//! SQL schema for the local catalog, grounded in the same
//! `CREATE TABLE IF NOT EXISTS` + `PRAGMA user_version` migration pattern
//! used by `b2_backup`'s manifest store.

pub const CURRENT_SCHEMA_VERSION: i64 = 1;

pub const SCHEMA_SQL: &str = r#"
CREATE TABLE IF NOT EXISTS block (
    id      INTEGER PRIMARY KEY,
    hash    TEXT NOT NULL,
    size    INTEGER NOT NULL,
    volume_id INTEGER REFERENCES remote_volume(id)
);
CREATE UNIQUE INDEX IF NOT EXISTS idx_block_hash ON block(hash);

CREATE TABLE IF NOT EXISTS blockset (
    id         INTEGER PRIMARY KEY,
    length     INTEGER NOT NULL,
    full_hash  TEXT NOT NULL
);
CREATE INDEX IF NOT EXISTS idx_blockset_hash ON blockset(full_hash);

CREATE TABLE IF NOT EXISTS blockset_entry (
    blockset_id INTEGER NOT NULL REFERENCES blockset(id),
    ordinal     INTEGER NOT NULL,
    block_id    INTEGER NOT NULL REFERENCES block(id),
    PRIMARY KEY (blockset_id, ordinal)
);

CREATE TABLE IF NOT EXISTS file (
    id                    INTEGER PRIMARY KEY,
    path                  TEXT NOT NULL,
    kind                  TEXT NOT NULL,
    content_blockset_id   INTEGER REFERENCES blockset(id),
    metadata_blockset_id  INTEGER REFERENCES blockset(id)
);
-- A (path, content, metadata) tuple is interned once and reused by every
-- fileset that happens to see the file unchanged; distinct content/metadata
-- at the same path gets its own row.
CREATE UNIQUE INDEX IF NOT EXISTS idx_file_identity ON file(
    path,
    COALESCE(content_blockset_id, -1),
    COALESCE(metadata_blockset_id, -1)
);
CREATE INDEX IF NOT EXISTS idx_file_path ON file(path);

CREATE TABLE IF NOT EXISTS fileset (
    id               INTEGER PRIMARY KEY,
    timestamp        TEXT NOT NULL,
    is_full_backup   INTEGER NOT NULL,
    remote_volume_id INTEGER REFERENCES remote_volume(id)
);
CREATE UNIQUE INDEX IF NOT EXISTS idx_fileset_timestamp ON fileset(timestamp);

CREATE TABLE IF NOT EXISTS fileset_entry (
    fileset_id   INTEGER NOT NULL REFERENCES fileset(id),
    file_id      INTEGER NOT NULL REFERENCES file(id),
    modified     TEXT NOT NULL,
    lastmodified INTEGER NOT NULL,
    PRIMARY KEY (fileset_id, file_id)
);

CREATE TABLE IF NOT EXISTS remote_volume (
    id                INTEGER PRIMARY KEY,
    name              TEXT NOT NULL,
    kind              TEXT NOT NULL,
    size              INTEGER NOT NULL,
    hash              TEXT,
    state             TEXT NOT NULL,
    delete_grace_time TEXT
);
CREATE UNIQUE INDEX IF NOT EXISTS idx_remote_volume_name ON remote_volume(name);

CREATE TABLE IF NOT EXISTS operation (
    id          INTEGER PRIMARY KEY,
    kind        TEXT NOT NULL,
    started_at  TEXT NOT NULL,
    terminated_with_active_uploads INTEGER NOT NULL DEFAULT 0
);
"#;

**WORK ORDER**:
In the listing above, find the lines holding the word "size" and copy them.

**EXERCISE RESULT**:
    size    INTEGER NOT NULL,
    size              INTEGER NOT NULL,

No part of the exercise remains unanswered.